Ça pouvait être un animal. Ça pouvait aussi être quelque chose qui ressemblait à un animal. Un sorcier ayant changé de forme pour mieux l’espionner, se préparant à lui jeter il ne savait quelle malédiction. Ou pire, une de ces divinités mi-cervidé qui allait le punir pour avoir osé transgresser son territoire sacré.
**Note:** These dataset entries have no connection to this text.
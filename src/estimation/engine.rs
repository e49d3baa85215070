//! Probability estimation orchestrator

use chrono::{Datelike, NaiveDate, Utc};
use std::sync::Arc;
use thiserror::Error;
use tracing::{debug, info, instrument, warn};

use super::plausibility::is_implausible;
use super::random::RandomSource;
use super::reducer::reduce;
use crate::WeatherWiseError;
use crate::cache::Cache;
use crate::climate::{ClimateZone, Thresholds, base_probabilities};
use crate::config::EstimationConfig;
use crate::models::{Coordinate, DataSource, ProbabilityVector};
use crate::weather::HistoricalDataSource;

/// Half-width of the uniform jitter applied to climate-model probabilities
const JITTER_POINTS: f64 = 15.0;
/// `totalYears` reported for climate-model vectors
const CLIMATE_MODEL_YEARS: u32 = 25;

/// Why the archive path was abandoned in favour of the climate model
#[derive(Error, Debug)]
pub enum FallbackReason {
    #[error("archive fetch failed: {0}")]
    Fetch(#[from] WeatherWiseError),
    #[error("archive returned no daily records")]
    NoData,
    #[error("reduced vector is implausible")]
    Implausible,
}

/// Estimates extreme-weather probabilities for a coordinate and date.
///
/// Results are cached per rounded coordinate and date for the lifetime of the
/// cache instance; a second call for the same key never reaches the source.
pub struct ProbabilityEngine {
    source: Arc<dyn HistoricalDataSource>,
    cache: Cache<ProbabilityVector>,
    random: Arc<dyn RandomSource>,
    settings: EstimationConfig,
}

impl ProbabilityEngine {
    pub fn new(
        source: Arc<dyn HistoricalDataSource>,
        cache: Cache<ProbabilityVector>,
        random: Arc<dyn RandomSource>,
    ) -> Self {
        Self::with_settings(source, cache, random, EstimationConfig::default())
    }

    pub fn with_settings(
        source: Arc<dyn HistoricalDataSource>,
        cache: Cache<ProbabilityVector>,
        random: Arc<dyn RandomSource>,
        settings: EstimationConfig,
    ) -> Self {
        Self {
            source,
            cache,
            random,
            settings,
        }
    }

    /// Probability vector for `coordinate` on `date`. Never fails: any
    /// environmental problem resolves to a climate-model vector.
    #[instrument(skip(self, coordinate, date), fields(lat = coordinate.latitude(), lon = coordinate.longitude(), %date))]
    pub async fn estimate(&self, coordinate: Coordinate, date: NaiveDate) -> ProbabilityVector {
        let key = coordinate.cache_key("historical", Some(&date.format("%Y-%m-%d").to_string()));
        if let Some(cached) = self.cache.get(&key).await {
            debug!("Serving probabilities from cache");
            return cached;
        }

        let zone = ClimateZone::for_coordinate(&coordinate);
        let month0 = date.month0();

        let vector = match self.from_archive(coordinate, zone, month0).await {
            Ok(vector) => {
                info!(%zone, "Estimated probabilities from {} years of archive data", vector.total_years());
                vector
            }
            Err(reason) => {
                match &reason {
                    FallbackReason::Fetch(err) => warn!("Falling back to climate model: {}", err),
                    FallbackReason::NoData | FallbackReason::Implausible => {
                        debug!("Falling back to climate model: {}", reason);
                    }
                }
                self.from_climate_model(zone, month0)
            }
        };

        self.cache.put(&key, vector.clone()).await;
        vector
    }

    /// Drops every cached estimate.
    pub async fn clear_cache(&self) {
        self.cache.clear().await;
    }

    async fn from_archive(
        &self,
        coordinate: Coordinate,
        zone: ClimateZone,
        month0: u32,
    ) -> Result<ProbabilityVector, FallbackReason> {
        let (start, end) = self.archive_window(Utc::now().year());
        let records = self.source.daily_records(coordinate, start, end).await?;
        if records.is_empty() {
            return Err(FallbackReason::NoData);
        }

        let vector = reduce(&records, month0, &Thresholds::for_zone(zone));
        if is_implausible(&vector) {
            return Err(FallbackReason::Implausible);
        }
        Ok(vector)
    }

    /// Base table value for each condition, independently jittered and clamped
    fn from_climate_model(&self, zone: ClimateZone, month0: u32) -> ProbabilityVector {
        let base = base_probabilities(zone, month0).as_array();
        let jittered =
            base.map(|value| value + self.random.uniform(-JITTER_POINTS, JITTER_POINTS));
        ProbabilityVector::new(jittered, CLIMATE_MODEL_YEARS, DataSource::EnhancedClimateModel)
    }

    /// January 1st `history_years` ago through December 31st of last year
    fn archive_window(&self, current_year: i32) -> (NaiveDate, NaiveDate) {
        let years = i32::try_from(self.settings.history_years).unwrap_or(30);
        let start = NaiveDate::from_ymd_opt(current_year - years, 1, 1).unwrap_or(NaiveDate::MIN);
        let end = NaiveDate::from_ymd_opt(current_year - 1, 12, 31).unwrap_or(NaiveDate::MAX);
        (start, end)
    }
}

#[cfg(test)]
mod tests {
    use super::*;
    use crate::estimation::SequenceRandom;
    use crate::models::{ConditionKey, DailyRecord};
    use async_trait::async_trait;
    use std::sync::Mutex;
    use std::sync::atomic::{AtomicUsize, Ordering};

    enum Behaviour {
        Fail,
        Records(Vec<DailyRecord>),
    }

    struct FakeArchive {
        behaviour: Behaviour,
        calls: AtomicUsize,
        windows: Mutex<Vec<(NaiveDate, NaiveDate)>>,
    }

    impl FakeArchive {
        fn new(behaviour: Behaviour) -> Arc<Self> {
            Arc::new(Self {
                behaviour,
                calls: AtomicUsize::new(0),
                windows: Mutex::new(Vec::new()),
            })
        }
    }

    #[async_trait]
    impl HistoricalDataSource for FakeArchive {
        async fn daily_records(
            &self,
            _coordinate: Coordinate,
            start: NaiveDate,
            end: NaiveDate,
        ) -> crate::Result<Vec<DailyRecord>> {
            self.calls.fetch_add(1, Ordering::SeqCst);
            self.windows.lock().unwrap().push((start, end));
            match &self.behaviour {
                Behaviour::Fail => Err(WeatherWiseError::transport("connection refused")),
                Behaviour::Records(records) => Ok(records.clone()),
            }
        }
    }

    fn engine(source: Arc<FakeArchive>, unit: f64) -> ProbabilityEngine {
        ProbabilityEngine::new(
            source,
            Cache::unbounded(),
            Arc::new(SequenceRandom::constant(unit)),
        )
    }

    fn januaries(years: i32, windy_years: i32) -> Vec<DailyRecord> {
        (0..years)
            .flat_map(|y| {
                (1..=30).map(move |dom| DailyRecord {
                    date: NaiveDate::from_ymd_opt(1995 + y, 1, dom).unwrap(),
                    max_temp: Some(6.0),
                    min_temp: Some(1.0),
                    precipitation: 1.0,
                    max_wind_speed: if y < windy_years { 12.0 } else { 3.0 },
                })
            })
            .collect()
    }

    fn july(year: i32) -> NaiveDate {
        NaiveDate::from_ymd_opt(year, 7, 15).unwrap()
    }

    #[tokio::test]
    async fn test_archive_path_reports_real_provenance() {
        let source = FakeArchive::new(Behaviour::Records(januaries(30, 6)));
        let engine = engine(source.clone(), 0.5);
        let coordinate = Coordinate::new(51.5074, -0.1278).unwrap();

        let vector = engine
            .estimate(coordinate, NaiveDate::from_ymd_opt(2025, 1, 10).unwrap())
            .await;

        assert_eq!(vector.data_source(), DataSource::NasaOpenMeteo);
        assert_eq!(vector.get(ConditionKey::VeryWindy), 20);
        assert_eq!(vector.total_years(), 30);
    }

    #[tokio::test]
    async fn test_second_call_is_served_from_cache() {
        let source = FakeArchive::new(Behaviour::Fail);
        let random = Arc::new(SequenceRandom::new(vec![0.1, 0.9, 0.3, 0.7, 0.5]));
        let engine = ProbabilityEngine::new(source.clone(), Cache::unbounded(), random);
        let coordinate = Coordinate::new(40.7128, -74.006).unwrap();

        let first = engine.estimate(coordinate, july(2025)).await;
        let second = engine.estimate(coordinate, july(2025)).await;

        assert_eq!(first, second);
        assert_eq!(source.calls.load(Ordering::SeqCst), 1);
    }

    #[tokio::test]
    async fn test_clear_cache_forces_refetch() {
        let source = FakeArchive::new(Behaviour::Fail);
        let engine = engine(source.clone(), 0.5);
        let coordinate = Coordinate::new(40.7128, -74.006).unwrap();

        engine.estimate(coordinate, july(2025)).await;
        engine.clear_cache().await;
        engine.estimate(coordinate, july(2025)).await;

        assert_eq!(source.calls.load(Ordering::SeqCst), 2);
    }

    #[tokio::test]
    async fn test_fetch_failure_falls_back_to_model() {
        let source = FakeArchive::new(Behaviour::Fail);
        let engine = engine(source, 0.5);
        let coordinate = Coordinate::new(51.5074, -0.1278).unwrap();

        let vector = engine
            .estimate(coordinate, NaiveDate::from_ymd_opt(2025, 1, 20).unwrap())
            .await;

        // Continental January with zero jitter
        assert_eq!(vector.data_source(), DataSource::EnhancedClimateModel);
        assert_eq!(vector.total_years(), 25);
        assert_eq!(vector.get(ConditionKey::VeryCold), 85);
        assert_eq!(vector.get(ConditionKey::VeryWindy), 35);
        assert_eq!(vector.get(ConditionKey::VeryUncomfortable), 18);
    }

    #[rstest::rstest]
    #[case(0.0, 70, 20)]
    #[case(0.999_999, 100, 50)]
    #[tokio::test]
    async fn test_fallback_jitter_is_fixed_at_fifteen_points(
        #[case] unit: f64,
        #[case] very_cold: u8,
        #[case] very_windy: u8,
    ) {
        let engine = ProbabilityEngine::with_settings(
            FakeArchive::new(Behaviour::Fail),
            Cache::unbounded(),
            Arc::new(SequenceRandom::constant(unit)),
            EstimationConfig { history_years: 10 },
        );
        let coordinate = Coordinate::new(51.5074, -0.1278).unwrap();

        let vector = engine
            .estimate(coordinate, NaiveDate::from_ymd_opt(2025, 1, 20).unwrap())
            .await;

        assert_eq!(vector.total_years(), 25);
        assert_eq!(vector.get(ConditionKey::VeryCold), very_cold);
        assert_eq!(vector.get(ConditionKey::VeryWindy), very_windy);
    }

    #[tokio::test]
    async fn test_empty_archive_falls_back_to_model() {
        let source = FakeArchive::new(Behaviour::Records(Vec::new()));
        let engine = engine(source, 0.5);
        let coordinate = Coordinate::new(51.5074, -0.1278).unwrap();

        let vector = engine
            .estimate(coordinate, NaiveDate::from_ymd_opt(2025, 1, 20).unwrap())
            .await;

        assert_eq!(vector.data_source(), DataSource::EnhancedClimateModel);
        assert_eq!(vector.total_years(), 25);
    }

    #[tokio::test]
    async fn test_implausible_reduction_falls_back_to_model() {
        // Every January day is windy: 100 % triggers the gate
        let source = FakeArchive::new(Behaviour::Records(januaries(10, 10)));
        let engine = engine(source, 0.5);
        let coordinate = Coordinate::new(51.5074, -0.1278).unwrap();

        let vector = engine
            .estimate(coordinate, NaiveDate::from_ymd_opt(2025, 1, 20).unwrap())
            .await;

        assert_eq!(vector.data_source(), DataSource::EnhancedClimateModel);
    }

    #[tokio::test]
    async fn test_dubai_july_jitter_bounds() {
        let coordinate = Coordinate::new(25.2048, 55.2708).unwrap();
        assert_eq!(ClimateZone::for_coordinate(&coordinate), ClimateZone::Arid);

        let low = engine(FakeArchive::new(Behaviour::Fail), 0.0)
            .estimate(coordinate, july(2025))
            .await;
        assert_eq!(low.get(ConditionKey::VeryHot), 83);

        let high = engine(FakeArchive::new(Behaviour::Fail), 0.999_999)
            .estimate(coordinate, july(2025))
            .await;
        assert_eq!(high.get(ConditionKey::VeryHot), 100);

        for day in 1..=31 {
            let vector = ProbabilityEngine::new(
                FakeArchive::new(Behaviour::Fail),
                Cache::unbounded(),
                Arc::new(crate::estimation::ThreadRandom),
            )
            .estimate(coordinate, NaiveDate::from_ymd_opt(2025, 7, day).unwrap())
            .await;
            assert!((83..=100).contains(&vector.get(ConditionKey::VeryHot)));
            assert!(vector.iter().all(|(_, p)| p <= 100));
        }
    }

    #[tokio::test]
    async fn test_archive_window_ends_last_year() {
        let source = FakeArchive::new(Behaviour::Fail);
        let engine = engine(source.clone(), 0.5);
        engine
            .estimate(Coordinate::new(0.0, 0.0).unwrap(), july(2025))
            .await;

        let year = Utc::now().year();
        let windows = source.windows.lock().unwrap();
        assert_eq!(
            windows[0],
            (
                NaiveDate::from_ymd_opt(year - 30, 1, 1).unwrap(),
                NaiveDate::from_ymd_opt(year - 1, 12, 31).unwrap()
            )
        );
    }
}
Il eut à peine le temps de se relever que la pluie reprit de plus belle, se déversant sur la route comme un courant souhaitant l’emporter. Il s’écarta du centre et remonta à la bordure de la route et à la lisière des arbres, piétinant dans de l’herbe boueuse qui semblait malgré tout moins dangereuse que la route glissante ou les terres infestées de monstres. Maintenant qu’il s’en était approché, il lui semblait voir plus de silhouettes qui s’avançaient dans la brume. Était-ce le vent qui secouait ces troncs fragiles ou était-ce une meute qui s’avançait lentement ? Une armée qui s’approchait, menaçant de charger à n’importe quel moment ? Ou ne pouvant plus courir, retenue par les vers qui parcouraient leurs corps à moitié décomposés ?

Ses pas se transformèrent en course paniquée. Il ne pouvait plus ni regarder ni écouter ses alentours, mais son objectif, la voiture, était la seule chose à laquelle il pouvait penser. Une de ses chaussures resta embourbée dans la terre vaseuse, le faisant s’étaler à nouveau, sans amorti cette fois. Le sol était plus mou heureusement, mais il n’avait de toute manière pas le temps de sentir une quelconque douleur, il arracha sa chaussure à la boue et termina sa course, retrouvant les barrières qu’il contourna pour ne pas glisser de nouveau, surtout avec un pied déchaussé. Sa voiture n’avait pas bougé, à une trentaine de mètres de lui. Rien ne semblait pouvoir l’empêcher de l’atteindre maintenant. Aucune pluie, aucun monstre, aucune entité malfaisante ou colérique ne pouvait l’arrêter. Il se jeta sur la portière et s’engouffra sur le siège avant.

La clef tourna, le moteur vrombit et la voiture repartit. Maxime prit le temps de reprendre son souffle, avant de se mettre à sourire, puis à rire, d’abord pour lui-même, puis de plus en plus fort. Il était couvert de boue, de terre, de graviers, trempé jusqu’aux os, mais il n’avait pas eu une si bonne poussée d’adrénaline depuis longtemps. Son ricanement s’arrêta soudainement. Il n’avait pas eu de si bonne poussée d’adrénaline depuis trop longtemps. Au moins, il avait encore de l’imagination. C’était déjà ça.